■ What is needed
Please report every line in the material below where the word "which" is found.

━━━━━━━━

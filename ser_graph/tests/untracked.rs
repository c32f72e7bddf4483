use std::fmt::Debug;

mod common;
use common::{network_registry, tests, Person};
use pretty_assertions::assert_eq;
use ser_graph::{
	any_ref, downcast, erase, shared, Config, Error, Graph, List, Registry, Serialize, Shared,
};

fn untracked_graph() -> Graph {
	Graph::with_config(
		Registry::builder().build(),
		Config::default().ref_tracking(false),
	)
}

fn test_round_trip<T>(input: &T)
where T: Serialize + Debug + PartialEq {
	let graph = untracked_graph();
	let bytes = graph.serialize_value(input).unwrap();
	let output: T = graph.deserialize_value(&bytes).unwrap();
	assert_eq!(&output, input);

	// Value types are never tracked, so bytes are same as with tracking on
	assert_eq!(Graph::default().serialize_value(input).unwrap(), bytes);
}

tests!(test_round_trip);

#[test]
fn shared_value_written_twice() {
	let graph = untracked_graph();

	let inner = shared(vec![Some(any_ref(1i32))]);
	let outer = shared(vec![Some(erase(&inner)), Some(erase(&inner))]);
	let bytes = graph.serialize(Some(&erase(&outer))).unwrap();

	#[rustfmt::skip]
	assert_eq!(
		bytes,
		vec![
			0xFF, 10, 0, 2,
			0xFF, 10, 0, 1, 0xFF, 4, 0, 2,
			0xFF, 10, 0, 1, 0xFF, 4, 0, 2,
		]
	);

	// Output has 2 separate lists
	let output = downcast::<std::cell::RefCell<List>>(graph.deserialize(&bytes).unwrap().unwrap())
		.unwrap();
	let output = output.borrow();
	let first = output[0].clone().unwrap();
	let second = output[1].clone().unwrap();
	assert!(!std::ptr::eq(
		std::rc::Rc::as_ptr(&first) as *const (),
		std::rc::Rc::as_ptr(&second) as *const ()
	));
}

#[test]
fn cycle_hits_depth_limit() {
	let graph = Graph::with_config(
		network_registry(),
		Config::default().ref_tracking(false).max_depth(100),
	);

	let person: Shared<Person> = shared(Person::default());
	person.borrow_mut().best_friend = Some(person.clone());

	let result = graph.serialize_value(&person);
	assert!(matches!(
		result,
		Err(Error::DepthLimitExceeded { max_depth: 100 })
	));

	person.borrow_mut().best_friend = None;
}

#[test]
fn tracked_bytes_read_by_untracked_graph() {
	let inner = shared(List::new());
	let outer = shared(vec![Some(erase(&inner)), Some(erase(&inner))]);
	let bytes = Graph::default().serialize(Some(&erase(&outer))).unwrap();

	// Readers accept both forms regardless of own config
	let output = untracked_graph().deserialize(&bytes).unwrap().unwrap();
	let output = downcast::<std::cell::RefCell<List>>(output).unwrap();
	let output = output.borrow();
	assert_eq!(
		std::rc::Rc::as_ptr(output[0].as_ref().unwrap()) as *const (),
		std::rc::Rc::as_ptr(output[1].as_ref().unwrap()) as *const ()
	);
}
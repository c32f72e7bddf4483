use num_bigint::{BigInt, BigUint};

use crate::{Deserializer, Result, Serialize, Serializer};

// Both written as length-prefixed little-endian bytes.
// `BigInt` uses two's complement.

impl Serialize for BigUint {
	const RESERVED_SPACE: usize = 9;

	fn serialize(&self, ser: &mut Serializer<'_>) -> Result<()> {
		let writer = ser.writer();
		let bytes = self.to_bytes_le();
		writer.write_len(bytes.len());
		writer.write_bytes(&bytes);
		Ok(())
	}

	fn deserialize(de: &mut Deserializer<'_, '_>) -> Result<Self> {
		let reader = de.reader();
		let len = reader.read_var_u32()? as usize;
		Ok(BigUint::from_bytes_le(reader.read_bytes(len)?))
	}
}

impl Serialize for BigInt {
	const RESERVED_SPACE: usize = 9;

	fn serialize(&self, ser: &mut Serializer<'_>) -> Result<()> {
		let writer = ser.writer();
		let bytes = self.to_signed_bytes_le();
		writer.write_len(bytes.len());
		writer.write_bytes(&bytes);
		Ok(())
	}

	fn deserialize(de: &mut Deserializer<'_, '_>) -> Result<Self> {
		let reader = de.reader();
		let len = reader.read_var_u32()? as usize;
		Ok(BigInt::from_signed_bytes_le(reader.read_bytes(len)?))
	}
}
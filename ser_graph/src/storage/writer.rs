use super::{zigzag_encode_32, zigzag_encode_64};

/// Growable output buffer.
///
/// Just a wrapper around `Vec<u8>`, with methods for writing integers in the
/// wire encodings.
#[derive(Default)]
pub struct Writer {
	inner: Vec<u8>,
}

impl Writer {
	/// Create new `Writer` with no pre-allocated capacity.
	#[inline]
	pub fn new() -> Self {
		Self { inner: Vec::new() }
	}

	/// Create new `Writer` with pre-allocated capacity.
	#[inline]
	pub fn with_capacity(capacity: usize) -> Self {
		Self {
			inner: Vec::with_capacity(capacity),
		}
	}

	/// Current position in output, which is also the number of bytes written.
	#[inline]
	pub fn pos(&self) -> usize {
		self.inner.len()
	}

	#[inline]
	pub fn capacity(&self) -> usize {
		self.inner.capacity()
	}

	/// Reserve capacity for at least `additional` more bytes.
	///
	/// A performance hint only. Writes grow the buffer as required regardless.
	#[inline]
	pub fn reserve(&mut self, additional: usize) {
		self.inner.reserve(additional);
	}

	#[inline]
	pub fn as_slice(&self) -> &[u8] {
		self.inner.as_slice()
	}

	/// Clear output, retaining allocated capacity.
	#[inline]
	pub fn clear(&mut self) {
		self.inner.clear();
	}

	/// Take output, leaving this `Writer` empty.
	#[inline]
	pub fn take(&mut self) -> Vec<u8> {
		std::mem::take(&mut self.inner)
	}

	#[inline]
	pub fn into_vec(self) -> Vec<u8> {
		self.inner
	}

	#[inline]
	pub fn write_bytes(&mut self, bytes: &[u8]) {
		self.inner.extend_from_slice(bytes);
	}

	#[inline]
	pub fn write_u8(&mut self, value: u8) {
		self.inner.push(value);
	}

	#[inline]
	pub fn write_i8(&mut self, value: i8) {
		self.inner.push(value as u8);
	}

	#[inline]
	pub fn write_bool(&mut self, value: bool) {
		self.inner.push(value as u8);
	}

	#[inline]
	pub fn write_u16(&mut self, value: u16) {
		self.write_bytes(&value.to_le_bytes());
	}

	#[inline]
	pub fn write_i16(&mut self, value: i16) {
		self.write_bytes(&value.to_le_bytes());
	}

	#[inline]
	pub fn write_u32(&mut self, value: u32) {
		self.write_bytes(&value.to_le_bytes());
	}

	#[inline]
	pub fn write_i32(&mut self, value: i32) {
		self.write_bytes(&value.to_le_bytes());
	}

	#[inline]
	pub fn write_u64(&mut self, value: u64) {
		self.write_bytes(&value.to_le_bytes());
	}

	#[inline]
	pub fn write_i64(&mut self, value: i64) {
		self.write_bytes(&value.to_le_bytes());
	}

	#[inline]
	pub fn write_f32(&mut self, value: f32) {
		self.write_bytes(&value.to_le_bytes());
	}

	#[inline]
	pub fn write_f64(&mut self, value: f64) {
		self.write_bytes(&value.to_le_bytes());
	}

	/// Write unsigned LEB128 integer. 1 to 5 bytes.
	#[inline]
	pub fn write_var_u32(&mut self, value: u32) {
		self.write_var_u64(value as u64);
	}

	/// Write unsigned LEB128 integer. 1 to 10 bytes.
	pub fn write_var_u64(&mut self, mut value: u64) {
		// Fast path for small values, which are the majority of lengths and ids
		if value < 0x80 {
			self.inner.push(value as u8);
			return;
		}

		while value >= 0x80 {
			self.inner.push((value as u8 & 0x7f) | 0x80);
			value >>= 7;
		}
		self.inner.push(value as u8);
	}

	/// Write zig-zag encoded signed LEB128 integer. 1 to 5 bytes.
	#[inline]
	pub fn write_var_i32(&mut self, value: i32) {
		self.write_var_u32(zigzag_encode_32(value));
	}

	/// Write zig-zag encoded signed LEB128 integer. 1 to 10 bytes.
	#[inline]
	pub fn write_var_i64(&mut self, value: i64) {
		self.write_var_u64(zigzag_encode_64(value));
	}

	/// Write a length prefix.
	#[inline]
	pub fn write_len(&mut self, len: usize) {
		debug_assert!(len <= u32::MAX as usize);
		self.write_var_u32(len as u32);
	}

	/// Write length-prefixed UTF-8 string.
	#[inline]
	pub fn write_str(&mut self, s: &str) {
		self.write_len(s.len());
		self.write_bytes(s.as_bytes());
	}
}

━━━━━━━━

■ Problem solution
	/// Current position in output, which is also the number of bytes written.
		// Fast path for small values, which are the majority of lengths and ids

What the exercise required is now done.